In accordance with section 5-8 of the Norwegian Public Limited Liability Companies Act, the general meeting will be held as a video conference meeting. Shareholders who wish to attend by video conference meeting are requested to send a notice of attendance to the Company no later than 24 April, 16:00 pm CET using the attached attendance form. Details for the video conference meeting will only be provided to shareholders who have given notice in advance.
Proposals for resolutions under items 3-10 are set out in Appendix 1.
The Company has a share capital of NOK 57,547,885.60 divided on 143,869,714 shares, each with a nominal value of NOK 0.40. Each share carries one vote at the Company's general meetings. The Company does not own any treasury shares.
The shareholders have the following rights in respect of the general meeting:
Shareholders who wish to attend the general meeting either in person or by proxy must submit a notice of attendance to the Company so that the Company receives the notice of attendance at latest on 24 April 2023 16:00 pm CET. Such notice can be given through the attached notice of attendance.
Shareholders may appoint a representative to attend and vote on their behalf. In this case a written and dated proxy must be provided. The attached proxy form may be used.
If the shares are held through a nominee, cf. the Norwegian Public Limited Liability Companies Act Section 4- 10, and the beneficial owner wishesto attend the general meeting, whether in person or by proxy, the beneficial owner must transfer the shares to a VPS account in the name of the beneficial owner prior to the date of the general meeting.
This notice with attachments and the Company's annual accounts including the directors' report are available at the Company's website www.volue.com.
In accordance with § 7 of the Company's articles of association, the appendices to the notice will not be sent by post to the shareholders. A shareholder may nonetheless demand to receive the appendices per postal mail free of charge. If a shareholder wishes to have the documents sent to him/her, such request can be addressed to the Company by way of e-mail to [email protected].
Oslo, 31 March 2023
Ørjan Svanevik Chairman (sign)
Appendices:
Appendix 1 – Proposed resolutions
3. Approval of the annual accounts and directors' report of Volue ASA and the group for 2022, including allocation of the result of the year, as well as consideration of the statement on corporate governance
The annual financial statements, the directors' report, the auditor's opinion and the statement on corporate governance are available at the Company's website www.volue.com.
The Board of Directors proposes that the general meeting pass the following resolution:
The annual accounts and the directors' report for 2022 are approved. No dividend is declared for the financial year 2022.
The board members Ørjan Svanevik, Lars Peder Fensli, Annette Maier and Anja Schneider stand for re-election at the general meeting. The directorships of the other board members run until 2024.

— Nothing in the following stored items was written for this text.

//! Layout, chart handlers and callback wiring for the SpaceX launch dashboard.
//!
//! This crate provides:
//! - `layout`: the static widget tree built from the loaded table
//! - `handlers`: the success pie chart and payload/outcome scatter chart
//! - `callbacks`: the observer map the host dispatches widget changes through
//! - `figure`: Plotly-shaped chart descriptions returned by the handlers

pub mod callbacks;
pub mod error;
pub mod figure;
pub mod handlers;
pub mod layout;

pub use callbacks::{CallbackRegistry, InputValue, PropRef};
pub use error::{DispatchError, RenderError};
pub use figure::Figure;
pub use handlers::Rendered;
pub use layout::{build_layout, DashLayout};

The Board of Directors proposes that the general meeting pass the following resolution:
Ørjan Svanevik, Lars Peder Fensli, Annette Maier and Anja Schneider are re-elected as members of the Board of Directors.
Reference is made to note 6 in the annual financial statements. In 2022, the remuneration of the Company's auditor for the statutory audit of the Company shall be paid in accordance with invoice.
The Board of Directors proposes that the general meeting pass the following resolution:
The auditor's remuneration shall be paid in accordance with invoice.
The Board of Directors proposes that the general meeting pass the following resolution:
The members of the Board of Directors shall receive the following remuneration for the financial year 2023:
The Board of Directors has drawn up a report of paid and expected salary and other remuneration to leading persons in accordance with the provision in section 6-16b of the Norwegian Public Limited Liability Companies Act (Appendix 4 to the notice). In accordance with this provision, the report is submitted to the general meeting for approval.
The Board of Directors proposes that the general meeting pass the following resolution:
The general meeting endorses the guidelines for determination of salary and other remuneration to leading persons.
The Board of Directors proposes that the general meeting pass the following resolution:
The Board of Directors is authorized pursuant to the Public Limited Companies Act section 9-4 to acquire shares in the Company ("own shares") on behalf of the Company with an aggregate nominal value of up to 5,754,788.56. The authority also encompasses contractual pledges over own shares.
When acquiring own shares the consideration per share may not be less than NOK 1 and may not exceed NOK 400.
The Board of Directors determines the methods by which own shares can be acquired or disposed of.
The authority shall remain in force until the annual general meeting in 2024, but in no event later than 30 June 2024.
The Board of Directors proposes that the general meeting pass the following resolution:
The Board of Directors is authorized pursuant to the Public Limited Companies Act section 10-14 (1) to increase the Company's share capital by up to NOK 5,754,788.56. Subject to this aggregate amount limitation, the authority may be used on more than one occasion.
The authority may be used to issue shares as consideration in connection with acquisitions (including deferred payments and earn-out obligations) or to finance acquisitions, to issue shares in connection with share-based incentive schemes or employee share programs or to raise new equity in order to strengthen the Company's financing.
The authority shall remain in force until the annual general meeting in 2024, but in no event later than 30 June 2024.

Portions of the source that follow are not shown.